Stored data
>>>

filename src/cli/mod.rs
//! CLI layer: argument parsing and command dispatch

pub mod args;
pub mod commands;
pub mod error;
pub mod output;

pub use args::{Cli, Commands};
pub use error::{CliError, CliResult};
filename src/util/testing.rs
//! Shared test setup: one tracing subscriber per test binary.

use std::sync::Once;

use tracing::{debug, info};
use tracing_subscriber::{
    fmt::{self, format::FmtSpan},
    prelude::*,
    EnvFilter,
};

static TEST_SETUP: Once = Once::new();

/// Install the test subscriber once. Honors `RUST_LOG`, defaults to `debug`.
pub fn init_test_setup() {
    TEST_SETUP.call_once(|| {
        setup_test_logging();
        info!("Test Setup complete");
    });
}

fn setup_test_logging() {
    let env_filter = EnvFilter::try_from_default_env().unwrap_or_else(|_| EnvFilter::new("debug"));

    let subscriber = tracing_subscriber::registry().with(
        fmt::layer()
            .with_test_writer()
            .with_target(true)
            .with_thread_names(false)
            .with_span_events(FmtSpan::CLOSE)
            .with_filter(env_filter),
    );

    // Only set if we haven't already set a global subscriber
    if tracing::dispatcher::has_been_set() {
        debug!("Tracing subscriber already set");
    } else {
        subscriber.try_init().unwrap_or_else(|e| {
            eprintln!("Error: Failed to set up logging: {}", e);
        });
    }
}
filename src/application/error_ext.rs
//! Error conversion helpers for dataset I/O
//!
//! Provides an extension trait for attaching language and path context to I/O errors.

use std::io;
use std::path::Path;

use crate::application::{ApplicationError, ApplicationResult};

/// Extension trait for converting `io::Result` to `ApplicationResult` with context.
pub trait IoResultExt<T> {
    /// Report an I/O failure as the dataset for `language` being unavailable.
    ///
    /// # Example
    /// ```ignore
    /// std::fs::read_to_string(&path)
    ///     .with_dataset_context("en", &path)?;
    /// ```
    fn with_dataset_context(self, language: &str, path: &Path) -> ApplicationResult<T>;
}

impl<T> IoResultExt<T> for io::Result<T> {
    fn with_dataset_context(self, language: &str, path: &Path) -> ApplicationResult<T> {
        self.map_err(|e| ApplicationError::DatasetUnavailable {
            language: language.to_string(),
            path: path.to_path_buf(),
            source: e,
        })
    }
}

<<<
>>>

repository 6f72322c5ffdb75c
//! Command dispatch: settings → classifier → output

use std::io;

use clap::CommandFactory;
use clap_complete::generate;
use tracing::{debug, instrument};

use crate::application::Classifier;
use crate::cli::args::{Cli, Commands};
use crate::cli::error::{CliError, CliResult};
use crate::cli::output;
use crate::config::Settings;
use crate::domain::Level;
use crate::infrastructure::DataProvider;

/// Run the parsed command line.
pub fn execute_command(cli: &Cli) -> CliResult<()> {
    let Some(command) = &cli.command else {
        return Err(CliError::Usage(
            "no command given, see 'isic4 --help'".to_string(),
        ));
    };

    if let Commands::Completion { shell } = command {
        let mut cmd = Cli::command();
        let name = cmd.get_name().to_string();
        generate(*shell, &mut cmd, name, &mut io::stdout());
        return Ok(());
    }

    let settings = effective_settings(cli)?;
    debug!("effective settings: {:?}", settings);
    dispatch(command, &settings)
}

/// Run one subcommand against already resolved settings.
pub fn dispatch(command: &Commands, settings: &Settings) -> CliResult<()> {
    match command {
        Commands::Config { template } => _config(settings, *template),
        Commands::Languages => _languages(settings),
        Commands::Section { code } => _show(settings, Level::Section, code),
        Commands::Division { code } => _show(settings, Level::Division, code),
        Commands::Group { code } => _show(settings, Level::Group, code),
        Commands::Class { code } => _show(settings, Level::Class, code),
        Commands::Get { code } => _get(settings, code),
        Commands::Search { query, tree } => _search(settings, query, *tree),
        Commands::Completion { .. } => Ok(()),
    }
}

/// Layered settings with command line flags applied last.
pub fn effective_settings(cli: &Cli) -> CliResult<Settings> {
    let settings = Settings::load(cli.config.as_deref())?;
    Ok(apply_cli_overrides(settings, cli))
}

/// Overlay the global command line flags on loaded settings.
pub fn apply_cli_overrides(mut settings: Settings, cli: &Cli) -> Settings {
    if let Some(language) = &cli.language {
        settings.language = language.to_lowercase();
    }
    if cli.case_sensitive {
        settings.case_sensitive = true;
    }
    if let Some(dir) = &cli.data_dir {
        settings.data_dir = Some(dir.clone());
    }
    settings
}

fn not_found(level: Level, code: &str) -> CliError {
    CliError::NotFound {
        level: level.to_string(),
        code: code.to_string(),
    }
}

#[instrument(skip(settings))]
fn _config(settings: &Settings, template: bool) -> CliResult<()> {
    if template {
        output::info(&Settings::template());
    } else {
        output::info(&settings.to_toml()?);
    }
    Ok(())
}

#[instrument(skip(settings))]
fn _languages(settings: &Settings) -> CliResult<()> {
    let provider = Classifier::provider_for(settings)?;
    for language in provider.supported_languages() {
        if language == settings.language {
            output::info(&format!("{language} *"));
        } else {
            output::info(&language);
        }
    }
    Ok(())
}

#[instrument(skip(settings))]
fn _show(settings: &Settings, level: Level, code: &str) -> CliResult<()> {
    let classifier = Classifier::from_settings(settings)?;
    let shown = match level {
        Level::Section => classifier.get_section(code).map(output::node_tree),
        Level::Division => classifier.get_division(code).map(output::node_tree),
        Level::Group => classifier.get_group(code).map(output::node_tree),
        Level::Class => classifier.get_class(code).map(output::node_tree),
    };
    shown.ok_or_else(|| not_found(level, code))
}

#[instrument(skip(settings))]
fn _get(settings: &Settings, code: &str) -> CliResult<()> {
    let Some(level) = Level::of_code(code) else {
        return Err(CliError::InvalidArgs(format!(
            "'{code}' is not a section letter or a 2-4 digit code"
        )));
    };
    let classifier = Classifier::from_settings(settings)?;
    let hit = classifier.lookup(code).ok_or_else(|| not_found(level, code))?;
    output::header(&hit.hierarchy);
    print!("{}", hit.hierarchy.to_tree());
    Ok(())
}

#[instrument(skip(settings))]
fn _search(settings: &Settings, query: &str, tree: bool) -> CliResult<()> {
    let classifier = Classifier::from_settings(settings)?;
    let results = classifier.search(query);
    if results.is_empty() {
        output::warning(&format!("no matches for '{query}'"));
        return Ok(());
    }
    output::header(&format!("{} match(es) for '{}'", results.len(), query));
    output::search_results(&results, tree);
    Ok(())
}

<<<

__Exercise requirements__. Above are some records; copy exactly the lines from the one with "pub mod args;" through the one with "Install the test", both included, and no others.

__Expected output__.
pub mod args;
pub mod commands;
pub mod error;
pub mod output;

pub use args::{Cli, Commands};
pub use error::{CliError, CliResult};
filename src/util/testing.rs
//! Shared test setup: one tracing subscriber per test binary.

use std::sync::Once;

use tracing::{debug, info};
use tracing_subscriber::{
    fmt::{self, format::FmtSpan},
    prelude::*,
    EnvFilter,
};

static TEST_SETUP: Once = Once::new();

/// Install the test subscriber once. Honors `RUST_LOG`, defaults to `debug`.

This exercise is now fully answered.